[YOUR OBJECTIVE]: Each entry listed below should be reproduced word for word.
<<<<
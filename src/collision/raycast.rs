use glam::Vec3;

/// Ray with a valid parameter range `[t_min, t_max]`.
#[derive(Debug, Clone, Copy)]
pub struct Ray {
    pub origin: Vec3,
    pub direction: Vec3,
    pub t_min: f32,
    pub t_max: f32,
}

impl Ray {
    pub fn new(origin: Vec3, direction: Vec3) -> Self {
        Self {
            origin,
            direction: direction.normalize(),
            t_min: 0.0,
            t_max: f32::MAX,
        }
    }

    /// Segment from `from` to `to`; a zero-length segment never hits anything.
    pub fn between_points(from: Vec3, to: Vec3) -> Self {
        let direction = to - from;
        let length = direction.length();
        if length < 0.0001 {
            return Self {
                origin: from,
                direction: Vec3::Y,
                t_min: 1.0,
                t_max: 0.0,
            };
        }
        Self {
            origin: from,
            direction: direction / length,
            t_min: 0.0,
            t_max: length,
        }
    }

    pub fn at(&self, t: f32) -> Vec3 {
        self.origin + self.direction * t
    }

    pub fn is_empty(&self) -> bool {
        self.t_max < self.t_min
    }

    pub fn accepts(&self, t: f32) -> bool {
        t >= self.t_min && t <= self.t_max
    }
}

#[derive(Debug, Clone, Copy, PartialEq)]
pub struct RayHit {
    pub t: f32,
    pub point: Vec3,
    pub normal: Vec3,
}

#[cfg(test)]
mod tests {
    use super::*;

    #[test]
    fn segment_range_matches_length() {
        let ray = Ray::between_points(Vec3::new(0.0, 150.0, 0.0), Vec3::ZERO);
        assert_eq!(ray.direction, Vec3::NEG_Y);
        assert_eq!(ray.t_max, 150.0);
        assert_eq!(ray.at(150.0), Vec3::ZERO);
        assert!(ray.accepts(150.0));
        assert!(!ray.accepts(150.5));
    }

    #[test]
    fn degenerate_segment_is_empty() {
        let ray = Ray::between_points(Vec3::ONE, Vec3::ONE);
        assert!(ray.is_empty());
        assert!(!ray.accepts(0.0));
    }
}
>>>>
[EXERCISE OUTPUT]:
filename src/collision/raycast.rs
use glam::Vec3;

/// Ray with a valid parameter range `[t_min, t_max]`.
#[derive(Debug, Clone, Copy)]
pub struct Ray {
    pub origin: Vec3,
    pub direction: Vec3,
    pub t_min: f32,
    pub t_max: f32,
}

impl Ray {
    pub fn new(origin: Vec3, direction: Vec3) -> Self {
        Self {
            origin,
            direction: direction.normalize(),
            t_min: 0.0,
            t_max: f32::MAX,
        }
    }

    /// Segment from `from` to `to`; a zero-length segment never hits anything.
    pub fn between_points(from: Vec3, to: Vec3) -> Self {
        let direction = to - from;
        let length = direction.length();
        if length < 0.0001 {
            return Self {
                origin: from,
                direction: Vec3::Y,
                t_min: 1.0,
                t_max: 0.0,
            };
        }
        Self {
            origin: from,
            direction: direction / length,
            t_min: 0.0,
            t_max: length,
        }
    }

    pub fn at(&self, t: f32) -> Vec3 {
        self.origin + self.direction * t
    }

    pub fn is_empty(&self) -> bool {
        self.t_max < self.t_min
    }

    pub fn accepts(&self, t: f32) -> bool {
        t >= self.t_min && t <= self.t_max
    }
}

#[derive(Debug, Clone, Copy, PartialEq)]
pub struct RayHit {
    pub t: f32,
    pub point: Vec3,
    pub normal: Vec3,
}

#[cfg(test)]
mod tests {
    use super::*;

    #[test]
    fn segment_range_matches_length() {
        let ray = Ray::between_points(Vec3::new(0.0, 150.0, 0.0), Vec3::ZERO);
        assert_eq!(ray.direction, Vec3::NEG_Y);
        assert_eq!(ray.t_max, 150.0);
        assert_eq!(ray.at(150.0), Vec3::ZERO);
        assert!(ray.accepts(150.0));
        assert!(!ray.accepts(150.5));
    }

    #[test]
    fn degenerate_segment_is_empty() {
        let ray = Ray::between_points(Vec3::ONE, Vec3::ONE);
        assert!(ray.is_empty());
        assert!(!ray.accepts(0.0));
    }
}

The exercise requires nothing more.